Data provided section start

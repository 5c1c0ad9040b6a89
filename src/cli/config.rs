use std::path::{Path, PathBuf};

use anyhow::{Context as _, Result};
use serde::Deserialize;

use crate::engine::EngineConfig;

pub const DEFAULT_CONFIG_FILE: &str = "canvasflow.yaml";
pub const DEFAULT_HOST: &str = "0.0.0.0";
pub const DEFAULT_PORT: u16 = 3000;
pub const DEFAULT_DATA_DIR: &str = "data";
pub const DEFAULT_MAX_BODY: usize = 1_048_576;
pub const DEFAULT_STREAM_BUFFER: usize = 64;

/// Configuration loaded from `canvasflow.yaml`.
/// All fields are optional; missing fields fall back to CLI/env/defaults.
#[derive(Debug, Deserialize, Default)]
#[serde(default)]
pub struct CanvasflowConfig {
    pub host: Option<String>,
    pub port: Option<u16>,
    /// Root of the JSON repository and checkpoint files.
    pub data_dir: Option<String>,
    pub max_body: Option<usize>,
    pub max_concurrent_nodes: Option<usize>,
    pub batch_concurrency: Option<usize>,
    pub stream_buffer: Option<usize>,
    pub run_timeout_ms: Option<u64>,
    pub retry_backoff_ms: Option<u64>,
    pub debug_url_template: Option<String>,
    /// Checkpoints go to Redis when set (requires the `redis` feature).
    pub redis_url: Option<String>,
}

impl CanvasflowConfig {
    /// Load configuration from a YAML file.
    ///
    /// - If `path` is `Some`, load that specific file (error if missing).
    /// - If `path` is `None`, auto-detect `canvasflow.yaml` in cwd; return defaults if absent.
    pub fn load(path: Option<&Path>) -> Result<Self> {
        let file_path = match path {
            Some(p) => {
                if !p.exists() {
                    anyhow::bail!("Config file not found: {}", p.display());
                }
                p.to_path_buf()
            }
            None => {
                let default_path = Path::new(DEFAULT_CONFIG_FILE);
                if !default_path.exists() {
                    return Ok(Self::default());
                }
                default_path.to_path_buf()
            }
        };

        let contents = std::fs::read_to_string(&file_path)
            .with_context(|| format!("Failed to read config file: {}", file_path.display()))?;

        Self::from_yaml(&contents)
            .with_context(|| format!("Failed to parse config file: {}", file_path.display()))
    }

    pub fn from_yaml(contents: &str) -> Result<Self> {
        Ok(serde_yml::from_str(contents)?)
    }

    pub fn data_dir(&self, cli: Option<PathBuf>) -> PathBuf {
        cli.or_else(|| self.data_dir.as_ref().map(PathBuf::from))
            .unwrap_or_else(|| PathBuf::from(DEFAULT_DATA_DIR))
    }

    pub fn stream_buffer(&self) -> usize {
        self.stream_buffer.unwrap_or(DEFAULT_STREAM_BUFFER)
    }

    /// Engine settings: file values override the `CANVASFLOW_*` environment.
    pub fn engine_config(&self) -> EngineConfig {
        let mut config = EngineConfig::from_env();
        if let Some(n) = self.max_concurrent_nodes {
            config.max_concurrent_nodes = n;
        }
        if let Some(n) = self.batch_concurrency {
            config.default_batch_concurrency = n;
        }
        if let Some(ms) = self.retry_backoff_ms {
            config.retry_backoff_ms = ms;
        }
        if self.run_timeout_ms.is_some() {
            config.run_timeout_ms = self.run_timeout_ms;
        }
        if let Some(t) = &self.debug_url_template {
            config.debug_url_template = t.clone();
        }
        config
    }
}
use std::collections::HashMap;

use anyhow::{Result, bail};
use async_trait::async_trait;
use tokio::sync::RwLock;

use crate::canvas::Canvas;
use crate::engine::types::*;

use super::*;

#[derive(Default)]
struct Tables {
    workflows: HashMap<String, WorkflowRecord>,
    snapshots: HashMap<String, Canvas>,
    executions: HashMap<String, ExecutionRecord>,
    /// `(workflow_id, node_id)` -> latest successful result.
    history: HashMap<(String, String), NodeResult>,
}

/// In-memory repository for tests and embedded use.
#[derive(Default)]
pub struct MemoryRepository {
    tables: RwLock<Tables>,
}

impl MemoryRepository {
    pub fn new() -> Self {
        Self::default()
    }
}

#[async_trait]
impl Repository for MemoryRepository {
    async fn put_workflow(&self, record: &WorkflowRecord) -> Result<()> {
        self.tables
            .write()
            .await
            .workflows
            .insert(record.meta.id.clone(), record.clone());
        Ok(())
    }

    async fn get_workflow(&self, id: &str) -> Result<Option<WorkflowRecord>> {
        Ok(self.tables.read().await.workflows.get(id).cloned())
    }

    async fn delete_workflow(&self, id: &str) -> Result<()> {
        self.tables.write().await.workflows.remove(id);
        Ok(())
    }

    async fn list_workflows(&self, space_id: &str) -> Result<Vec<WorkflowMeta>> {
        let tables = self.tables.read().await;
        let mut metas: Vec<WorkflowMeta> = tables
            .workflows
            .values()
            .filter(|w| w.meta.space_id == space_id)
            .map(|w| w.meta.clone())
            .collect();
        metas.sort_by(|a, b| b.updated_at.cmp(&a.updated_at));
        Ok(metas)
    }

    async fn get_referrers(&self, id: &str) -> Result<Vec<String>> {
        let tables = self.tables.read().await;
        let mut ids: Vec<String> = tables
            .workflows
            .values()
            .filter(|w| w.references.iter().any(|r| r == id))
            .map(|w| w.meta.id.clone())
            .collect();
        ids.sort();
        Ok(ids)
    }

    async fn save_snapshot(&self, commit_id: &str, canvas: &Canvas) -> Result<()> {
        self.tables
            .write()
            .await
            .snapshots
            .entry(commit_id.to_string())
            .or_insert_with(|| canvas.clone());
        Ok(())
    }

    async fn get_snapshot(&self, commit_id: &str) -> Result<Option<Canvas>> {
        Ok(self.tables.read().await.snapshots.get(commit_id).cloned())
    }

    async fn create_execution(&self, execution: &Execution) -> Result<()> {
        let mut tables = self.tables.write().await;
        if tables.executions.contains_key(&execution.id) {
            bail!("Execution '{}' already exists", execution.id);
        }
        tables.executions.insert(
            execution.id.clone(),
            ExecutionRecord {
                execution: execution.clone(),
                node_results: Default::default(),
            },
        );
        Ok(())
    }

    async fn get_execution(&self, id: &str) -> Result<Option<Execution>> {
        Ok(self
            .tables
            .read()
            .await
            .executions
            .get(id)
            .map(|r| r.execution.clone()))
    }

    async fn list_child_executions(&self, parent_id: &str) -> Result<Vec<Execution>> {
        let tables = self.tables.read().await;
        let mut children: Vec<Execution> = tables
            .executions
            .values()
            .filter(|r| r.execution.parent_execute_id.as_deref() == Some(parent_id))
            .map(|r| r.execution.clone())
            .collect();
        children.sort_by(|a, b| a.created_at.cmp(&b.created_at));
        Ok(children)
    }

    async fn transition_execution(
        &self,
        id: &str,
        from: ExecutionStatus,
        to: ExecutionStatus,
        update: Transition,
    ) -> Result<bool> {
        let mut tables = self.tables.write().await;
        let Some(record) = tables.executions.get_mut(id) else {
            bail!("Execution '{}' not found", id);
        };
        Ok(apply_transition(&mut record.execution, from, to, update))
    }

    async fn add_usage(&self, id: &str, usage: &TokenUsage) -> Result<()> {
        let mut tables = self.tables.write().await;
        if let Some(record) = tables.executions.get_mut(id) {
            record.execution.usage.add(usage);
        }
        Ok(())
    }

    async fn upsert_node_result(&self, result: &NodeResult) -> Result<()> {
        let mut tables = self.tables.write().await;
        let Some(record) = tables.executions.get_mut(&result.execute_id) else {
            bail!("Execution '{}' not found", result.execute_id);
        };
        record.node_results.insert(result.key(), result.clone());
        if result.status == NodeStatus::Success {
            tables.history.insert(
                (result.workflow_id.clone(), result.node_id.clone()),
                result.clone(),
            );
        }
        Ok(())
    }

    async fn list_node_results(&self, execute_id: &str) -> Result<Vec<NodeResult>> {
        let tables = self.tables.read().await;
        Ok(tables
            .executions
            .get(execute_id)
            .map(sorted_results)
            .unwrap_or_default())
    }

    async fn latest_successful_node_result(
        &self,
        workflow_id: &str,
        node_id: &str,
    ) -> Result<Option<NodeResult>> {
        Ok(self
            .tables
            .read()
            .await
            .history
            .get(&(workflow_id.to_string(), node_id.to_string()))
            .cloned())
    }
}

Data provided section end

Exercise requirements – Count how many lines of the records hold the string "const"; the answer is that number alone.

Answer below – 6